Prosecutors subsequently appealed.

Monageng on Friday upheld the trial chamber's verdict, although she criticized its judges for not allowing prosecutors to use information from Ngudjolo's telephone conversations while in detention.

Prosecutors wanted to cross-examine Ngudjolo about the calls, alleging they were made to intimidate witnesses and to influence their testimony.

Overall, the trial judges' decision not to include the evidence had not "materially affected the acquittal", the judge said.

Monageng also found "unpersuasive" the prosecutors' argument that the trial judges had disregarded specific evidence to show that Ngudjolo commanded the attack on Bogoro.

The judge agreed the evidence was "too general" to determine Ngudjolo's role.

Ngudjolo, who is awaiting a decision on an asylum application in the Netherlands, sat with his hands folded in front of him, listening intently as the verdict was read.

Dressed in a charcoal suit, light shirt, blue tie and wearing a silver crucifix pinned to his jacket, he afterwards smiled and shook his lawyers' hands.

A lawyer representing more than 350 victims and their families lamented the decision.

"Today's judgment reopens the grieving (process) for many victims," Fidel Luvengika Nsita said.

"It's because of technicalities that we've arrived at this result. It's a pity, when searching for the truth," he told reporters outside the ICC's fortress-like building.

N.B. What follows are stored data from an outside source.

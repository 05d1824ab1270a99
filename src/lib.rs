//! Coupler: Exchange-Port and Adaptation Engine
//!
//! The runtime data-exchange core for coupled simulation components.
//! Components expose output and input ports; adapted outputs decorate an
//! output to bridge mismatched geometries, units and time grids between a
//! producer and its consumers.
//!
//! # Core Concepts
//!
//! - **Ports**: producer ([`OutputPort`]) and consumer ([`InputPort`])
//!   endpoints, pull driven and weakly cross-referenced
//! - **Adapted outputs**: stackable decorators (area/length scaling,
//!   spatial remapping, temporal buffering)
//! - **Factories**: discover applicable adaptation methods and build the
//!   adaptors behind them
//!
//! # Example
//!
//! ```
//! use coupler::{connect, InputPort, InputRef, OutputPort, OutputRef};
//! use coupler::{Dimension, Quantity, Unit, ValueDefinition};
//!
//! let definition = ValueDefinition::Quantity(Quantity::new(
//!     Unit::new(Dimension::volume_per_time(), "m^3/s"),
//!     "discharge",
//! ));
//! let source = OutputPort::new("river.discharge");
//! source.set_value_definition(definition.clone());
//! let sink = InputPort::new("floodplain.inflow");
//! sink.set_value_definition(definition);
//!
//! let source: OutputRef = source;
//! let sink: InputRef = sink;
//! connect(&source, &sink).unwrap();
//! ```

pub mod adapt;
pub mod arguments;
pub mod compat;
pub mod component;
pub mod error;
pub mod event;
pub mod factory;
pub mod identity;
pub mod kernel;
pub mod port;
pub mod quantity;
pub mod spatial;
pub mod temporal;
pub mod values;

pub use adapt::{AdaptedOutput, AreaAdaptor, LengthAdaptor, SpaceMapAdaptor, TimeAdaptor};
pub use arguments::{Argument, ArgumentValue};
pub use component::{Component, ComponentRef, ComponentStatus, ComponentWeak, TimedRow};
pub use error::{ExchangeError, ExchangeResult};
pub use event::{EventBroadcast, ExchangeEvent, Listener};
pub use factory::{AdaptedOutputFactory, SpaceAdaptedOutputFactory, TimeAdaptedOutputFactory};
pub use identity::{Describable, Identifier};
pub use kernel::{ElementMapper, LinearBuffer, MappingMethod, SpatialMapper, TimeBuffer};
pub use port::{
    connect, disconnect, AdaptedOutputRef, ExchangeItem, Input, InputPort, InputRef, InputWeak,
    Output, OutputPort, OutputRef, OutputWeak, SpatiallyBounded, TimeBounded,
};
pub use quantity::{Dimension, DimensionBase, Quality, Quantity, Unit, ValueDefinition};
pub use spatial::{Element, ElementSet, ElementShape};
pub use temporal::{Time, TimeSet, TIME_EPSILON};
pub use values::ValueSet;

/// Library version
pub const VERSION: &str = env!("CARGO_PKG_VERSION");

Human Rights Watch said the appeals judgment "emphasized the prosecutor's weak case", calling on it to continue to improve the quality of its investigations.

A deserter from the army of the former Zaire in 1996, Ngudjolo later became a leader in the FNI, prosecutors alleged.

His fellow inmate Germain Katanga was sentenced to 12 years for his role in the Bogoro attack after judges split their trials.

Their main adversary, former militia leader Thomas Lubanga, was in 2012 jailed by the ICC for 14 years for using child soldiers in his own rebel army.

In 2003, DR Congo was just starting to emerge from a war that embroiled the armies of a half-dozen nations, and the isolated east was rife with rival militia groups.

Clashes in Ituri broke out in 1999, including between the pastoralist Hema and the Agricultural Lendu, devastating the region and leaving some 60,000 dead, according to non-governmental group estimates.